RATIONALE:Optimal outcome after myocardial infarction (MI) depends on a coordinated healing response in which both debris removal and repair of the myocardial extracellular matrix play a major role. However, adverse remodeling and excessive inflammation can promote heart failure, positioning leucocytes as central protagonists and potential therapeutic targets in tissue repair and wound healing after MI. OBJECTIVE:In this study, we examined the role of triggering receptor expressed on myeloid cells-1(TREM-1) in orchestrating the inflammatory response that follows MI. TREM-1, expressed by neutrophils and mature monocytes, is an amplifier of the innate immune response. METHODS AND RESULTS:After infarction, TREM-1 expression is upregulated in ischemic myocardium in mice and humans. Trem-1 genetic invalidation or pharmacological inhibition using a synthetic peptide (LR12) dampens myocardial inflammation, limits neutrophils recruitment and monocyte chemoattractant protein-1 production, thus reducing classical monocytes mobilization to the heart.
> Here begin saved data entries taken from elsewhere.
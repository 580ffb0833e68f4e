//! Tamper detection by re-deriving hashes.
//!
//! A chain is either valid or not; [`find_fault`] only reports where the
//! first break is so callers can show it.

use serde::{Deserialize, Serialize};
use std::fmt;

use crate::block::Block;
use crate::payload::Payload;

#[derive(Clone, Copy, Debug, PartialEq, Eq, Hash, Serialize, Deserialize)]
#[serde(rename_all = "snake_case")]
pub enum FaultKind {
    /// Stored hash differs from the hash of the block's current fields.
    SelfConsistency,
    /// Stored previous hash differs from the predecessor's stored hash.
    LinkConsistency,
}

#[derive(Clone, Copy, Debug, PartialEq, Eq, Hash, Serialize, Deserialize)]
pub struct Fault {
    pub position: usize,
    pub kind: FaultKind,
}

impl fmt::Display for Fault {
    fn fmt(&self, f: &mut fmt::Formatter<'_>) -> fmt::Result {
        match self.kind {
            FaultKind::SelfConsistency => {
                write!(f, "block {} hash does not match its contents", self.position)
            }
            FaultKind::LinkConsistency => write!(
                f,
                "block {} previous hash does not match block {}",
                self.position,
                self.position.saturating_sub(1)
            ),
        }
    }
}

pub fn check_self_consistency<D: Payload>(block: &Block<D>) -> bool {
    block.is_self_consistent()
}

pub fn check_link_consistency<D>(block: &Block<D>, previous: &Block<D>) -> bool {
    block.previous_hash == previous.hash
}

/// First position, in chain order, where either invariant fails.
///
/// Every block including genesis is checked for self-consistency, before its
/// link to the predecessor.
pub fn find_fault<D: Payload>(blocks: &[Block<D>]) -> Option<Fault> {
    for (position, block) in blocks.iter().enumerate() {
        if !check_self_consistency(block) {
            return Some(Fault {
                position,
                kind: FaultKind::SelfConsistency,
            });
        }
        if position > 0 && !check_link_consistency(block, &blocks[position - 1]) {
            return Some(Fault {
                position,
                kind: FaultKind::LinkConsistency,
            });
        }
    }
    None
}

pub fn is_valid<D: Payload>(blocks: &[Block<D>]) -> bool {
    find_fault(blocks).is_none()
}

#[cfg(test)]
mod tests {
    use super::*;

    fn linked(n: u64) -> Vec<Block<String>> {
        let mut blocks: Vec<Block<String>> = Vec::new();
        for i in 0..n {
            let prev = blocks.last().map_or("0".to_string(), |b| b.hash.clone());
            blocks.push(Block::new(i, 1_600_000_000 + i, format!("entry {i}"), prev, 0));
        }
        blocks
    }

    #[test]
    fn empty_and_single_are_valid() {
        assert!(is_valid::<String>(&[]));
        assert!(is_valid(&linked(1)));
    }

    #[test]
    fn linked_sequence_is_valid() {
        assert_eq!(find_fault(&linked(5)), None);
    }

    #[test]
    fn data_edit_breaks_self_consistency() {
        let mut blocks = linked(4);
        blocks[2].data = "forged".into();
        assert_eq!(
            find_fault(&blocks),
            Some(Fault {
                position: 2,
                kind: FaultKind::SelfConsistency
            })
        );
    }

    #[test]
    fn rehash_moves_fault_to_next_link() {
        let mut blocks = linked(4);
        blocks[1].data = "forged".into();
        blocks[1].rehash();
        assert!(check_self_consistency(&blocks[1]));
        assert!(!check_link_consistency(&blocks[2], &blocks[1]));
        assert_eq!(
            find_fault(&blocks),
            Some(Fault {
                position: 2,
                kind: FaultKind::LinkConsistency
            })
        );
    }

    #[test]
    fn genesis_edit_is_detected() {
        let mut blocks = linked(3);
        blocks[0].timestamp += 1;
        assert_eq!(
            find_fault(&blocks),
            Some(Fault {
                position: 0,
                kind: FaultKind::SelfConsistency
            })
        );
    }

    #[test]
    fn fault_display() {
        let f = Fault {
            position: 2,
            kind: FaultKind::LinkConsistency,
        };
        assert_eq!(f.to_string(), "block 2 previous hash does not match block 1");
    }
}
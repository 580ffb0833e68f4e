use anyhow::{Context, Result};
use clap::{Args, Parser, Subcommand};
use ledger_core::{
    encoding::{abbreviate, unix_timestamp},
    Block, Chain, ChainConfig, Difficulty, MiningOrder, Payload,
};
use serde_json::{json, Value};
use std::{fs, path::PathBuf};
use tracing::info;
use tracing_subscriber::{filter::LevelFilter, fmt, EnvFilter};

#[derive(Parser, Debug)]
#[command(name = "ledger-cli")]
#[command(about = "Build, mine, tamper with and validate an in-memory hash-linked ledger")]
struct Cli {
    /// Log at DEBUG unless RUST_LOG says otherwise
    #[arg(short, long, global = true)]
    verbose: bool,

    #[command(subcommand)]
    cmd: Command,
}

#[derive(Subcommand, Debug)]
enum Command {
    /// Build a chain of transfers, tamper with block 1 and show what validation sees
    Demo {
        #[command(flatten)]
        mining: MiningArgs,
        /// Print chain dumps as JSON instead of text
        #[arg(long)]
        json: bool,
    },
    /// Mine a run of blocks and report attempts and time per block
    Mine {
        #[command(flatten)]
        mining: MiningArgs,
        /// Number of blocks to mine after genesis
        #[arg(long, default_value_t = 2)]
        blocks: u64,
        /// Payload prefix; block i carries "<data> i"
        #[arg(long, default_value = "Transaction Data")]
        data: String,
    },
}

#[derive(Args, Debug, Default)]
struct MiningArgs {
    /// JSON file with `difficulty`, `order` and `parallel` keys
    #[arg(long)]
    config: Option<PathBuf>,
    /// Leading hex zeros required of a mined hash
    #[arg(long, allow_negative_numbers = true)]
    difficulty: Option<i64>,
    /// mine-then-link or link-then-mine
    #[arg(long)]
    order: Option<MiningOrder>,
    /// Search nonces on all cores
    #[arg(long)]
    parallel: bool,
}

impl MiningArgs {
    /// File values first, then flags on top.
    fn resolve(&self) -> Result<ChainConfig> {
        let mut config = match &self.config {
            Some(path) => {
                let text = fs::read_to_string(path)
                    .with_context(|| format!("reading config {}", path.display()))?;
                serde_json::from_str(&text)
                    .with_context(|| format!("parsing config {}", path.display()))?
            }
            None => ChainConfig::default(),
        };
        if let Some(d) = self.difficulty {
            config.difficulty = Difficulty::try_from(d)?;
        }
        if let Some(order) = self.order {
            config.order = order;
        }
        if self.parallel {
            config.parallel = true;
        }
        Ok(config)
    }
}

fn main() -> Result<()> {
    let cli = Cli::parse();

    let default_level = if cli.verbose {
        LevelFilter::DEBUG
    } else {
        LevelFilter::INFO
    };
    fmt()
        .with_env_filter(
            EnvFilter::builder()
                .with_default_directive(default_level.into())
                .from_env_lossy(),
        )
        .init();

    match cli.cmd {
        Command::Demo { mining, json } => demo(&mining.resolve()?, json),
        Command::Mine {
            mining,
            blocks,
            data,
        } => mine_run(&mining.resolve()?, blocks, &data),
    }
}

fn print_chain<D: Payload + serde::Serialize>(
    title: &str,
    chain: &Chain<D>,
    json: bool,
) -> Result<()> {
    println!("\n--- {title} ---");
    if json {
        println!("{}", serde_json::to_string_pretty(chain)?);
    } else {
        for block in chain {
            println!("{block}");
            println!("{}", "-".repeat(20));
        }
    }
    Ok(())
}

fn report_validity<D: Payload>(label: &str, chain: &Chain<D>) {
    match chain.verify() {
        Ok(()) => println!("{label}: valid"),
        Err(err) => println!("{label}: {err}"),
    }
}

fn demo(config: &ChainConfig, json: bool) -> Result<()> {
    info!(
        "demo with difficulty {} ({}, parallel: {})",
        config.difficulty, config.order, config.parallel
    );
    let mut chain: Chain<Value> = Chain::new();
    let transfers = [
        json!({"amount": 10, "to": "Alice", "from": "Bob"}),
        json!({"amount": 5, "to": "Charlie", "from": "Alice"}),
        json!({"amount": 12, "to": "Bob", "from": "Charlie"}),
    ];
    for (i, data) in transfers.into_iter().enumerate() {
        let index = i as u64 + 1;
        println!("Creating block {index}...");
        let report = chain.mine_and_append(Block::unlinked(index, data), config)?;
        println!(
            "  {} attempts in {:.4}s",
            report.attempts,
            report.elapsed.as_secs_f64()
        );
    }
    print_chain("Blockchain", &chain, json)?;
    report_validity("Initial chain", &chain);

    println!("\n--- Tampering with block 1 ---");
    let tampered = chain.get_mut(1).context("chain has no block 1")?;
    let original = std::mem::replace(
        &mut tampered.data,
        json!({"amount": 1000, "to": "Alice", "from": "Bob"}),
    );
    println!("Original data: {original}");
    println!("Tampered data: {}", tampered.data);
    report_validity("After editing data only", &chain);

    let tampered = chain.get_mut(1).context("chain has no block 1")?;
    tampered.rehash();
    println!("Recomputed hash for block 1: {}", abbreviate(&tampered.hash));
    print_chain("Blockchain after tampering", &chain, json)?;
    report_validity("After rehashing block 1", &chain);

    let resealed = chain.reseal_from(2);
    println!("\nRelinked and rehashed {resealed} following block(s)");
    print_chain("Blockchain after resealing", &chain, json)?;
    report_validity("After resealing", &chain);
    Ok(())
}

fn mine_run(config: &ChainConfig, blocks: u64, data: &str) -> Result<()> {
    let mut chain: Chain<String> = Chain::new();
    println!(
        "Mining {blocks} block(s) at difficulty {} ({}, parallel: {})",
        config.difficulty, config.order, config.parallel
    );
    for index in 1..=blocks {
        let block = Block::new(index, unix_timestamp(), format!("{data} {index}"), "", 0);
        let report = chain.mine_and_append(block, config)?;
        let stored = chain.latest()?;
        println!("Block {index} mined: {}", stored.hash);
        println!("  Nonce attempts needed: {}", report.attempts);
        println!("  Time taken: {:.4} seconds", report.elapsed.as_secs_f64());
        println!("  Hash rate: {:.0} H/s", report.hash_rate());
    }
    report_validity("Chain", &chain);
    Ok(())
}
use serde::{Deserialize, Serialize};
use std::fmt;

use crate::encoding::{block_digest, unix_timestamp};
use crate::payload::Payload;

/// One ledger entry.
///
/// Fields are public on purpose: an edit made after the block was stored is
/// not prevented here, it is caught by [`crate::validate`].
#[derive(Clone, Debug, PartialEq, Eq, Serialize, Deserialize)]
pub struct Block<D> {
    pub index: u64,
    pub timestamp: u64,
    pub data: D,
    pub previous_hash: String,
    pub nonce: u64,
    pub hash: String,
}

impl<D: Payload> Block<D> {
    /// Builds a block and computes its initial hash.
    pub fn new(
        index: u64,
        timestamp: u64,
        data: D,
        previous_hash: impl Into<String>,
        nonce: u64,
    ) -> Self {
        let mut block = Self {
            index,
            timestamp,
            data,
            previous_hash: previous_hash.into(),
            nonce,
            hash: String::new(),
        };
        block.hash = block.recompute_hash();
        block
    }

    /// A block stamped with the current time, nonce 0 and an empty
    /// placeholder link that `Chain::append` will overwrite.
    pub fn unlinked(index: u64, data: D) -> Self {
        Self::new(index, unix_timestamp(), data, "", 0)
    }

    /// Digest of the current field values. Does not touch `self.hash`.
    pub fn recompute_hash(&self) -> String {
        block_digest(
            self.index,
            self.timestamp,
            &self.data,
            &self.previous_hash,
            self.nonce,
        )
    }

    /// Stores the digest of the current field values.
    pub fn rehash(&mut self) {
        self.hash = self.recompute_hash();
    }

    pub fn is_self_consistent(&self) -> bool {
        self.hash == self.recompute_hash()
    }
}

impl<D: Payload> fmt::Display for Block<D> {
    fn fmt(&self, f: &mut fmt::Formatter<'_>) -> fmt::Result {
        writeln!(f, "Index: {}", self.index)?;
        writeln!(f, "Timestamp: {}", self.timestamp)?;
        writeln!(f, "Data: {}", self.data.canonical())?;
        writeln!(f, "Nonce: {}", self.nonce)?;
        writeln!(f, "Previous Hash: {}", self.previous_hash)?;
        write!(f, "Hash: {}", self.hash)
    }
}

#[cfg(test)]
mod tests {
    use super::*;
    use crate::payload::Transfer;
    use serde_json::json;

    const TS: u64 = 1_600_000_000;

    #[test]
    fn block_hash_example() {
        let block = Block::new(1, TS, "Transaction Data 1", "0", 0);
        assert_eq!(
            block.hash,
            "240c510add38db1fd443dbd518379bc3b11bedddf3653d6392f1d0c92ae28b06"
        );
    }

    #[test]
    fn genesis_shaped_block_hash() {
        let block = Block::new(0, TS, "Genesis Block", "0", 0);
        assert_eq!(
            block.hash,
            "e6ee3b432c76339ec37f561cac46fcee76c650ea0b29183177a4f967de9f85a5"
        );
    }

    #[test]
    fn constructed_block_is_self_consistent() {
        let block = Block::new(7, TS, Transfer::new(10, "Alice", "Bob"), "abc", 3);
        assert!(block.is_self_consistent());
        assert_eq!(block.nonce, 3);
    }

    #[test]
    fn recompute_does_not_assign() {
        let mut block = Block::new(1, TS, json!({"amount": 10}), "0", 0);
        let before = block.hash.clone();
        block.nonce += 1;
        let fresh = block.recompute_hash();
        assert_ne!(fresh, before);
        assert_eq!(block.hash, before);
        assert!(!block.is_self_consistent());
        block.rehash();
        assert_eq!(block.hash, fresh);
        assert!(block.is_self_consistent());
    }

    #[test]
    fn every_field_feeds_the_hash() {
        let base = Block::new(1, TS, "data".to_string(), "prev", 0);
        let mut edits: Vec<Block<String>> = vec![base.clone(); 5];
        edits[0].index = 2;
        edits[1].timestamp += 1;
        edits[2].data.push('!');
        edits[3].previous_hash.push('x');
        edits[4].nonce = 1;
        for edited in &edits {
            assert_ne!(edited.recompute_hash(), base.hash);
            assert!(!edited.is_self_consistent());
        }
    }

    #[test]
    fn unlinked_block_has_placeholder_link() {
        let block = Block::unlinked(4, "pending");
        assert_eq!(block.previous_hash, "");
        assert_eq!(block.nonce, 0);
        assert!(block.timestamp > 0);
        assert!(block.is_self_consistent());
    }

    #[test]
    fn display_lists_fields() {
        let block = Block::new(2, TS, "x", "0", 9);
        let text = block.to_string();
        assert!(text.starts_with("Index: 2\n"));
        assert!(text.contains("Nonce: 9"));
        assert!(text.ends_with(&block.hash));
    }

    #[test]
    fn block_serialization_example() {
        let block = Block::new(1, TS, Transfer::new(10, "Alice", "Bob"), "0", 0);
        let json = serde_json::to_string(&block).unwrap();
        let back: Block<Transfer> = serde_json::from_str(&json).unwrap();
        assert_eq!(back, block);
        assert!(back.is_self_consistent());
    }
}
It also improves left ventricular function and survival in mice (n=20-22 per group). During both permanent and transient myocardial ischemia, Trem-1 blockade also ameliorates cardiac function and limits ventricular remodeling as assessed by fluorodeoxyglucose-positron emission tomographic imaging and conductance catheter studies (n=9-18 per group). The soluble form of TREM-1 (sTREM-1), a marker of TREM-1 activation, is detectable in the plasma of patients having an acute MI (n=1015), and its concentration is an independent predictor of death. CONCLUSIONS:These data suggest that TREM-1 could constitute a new therapeutic target during acute MI.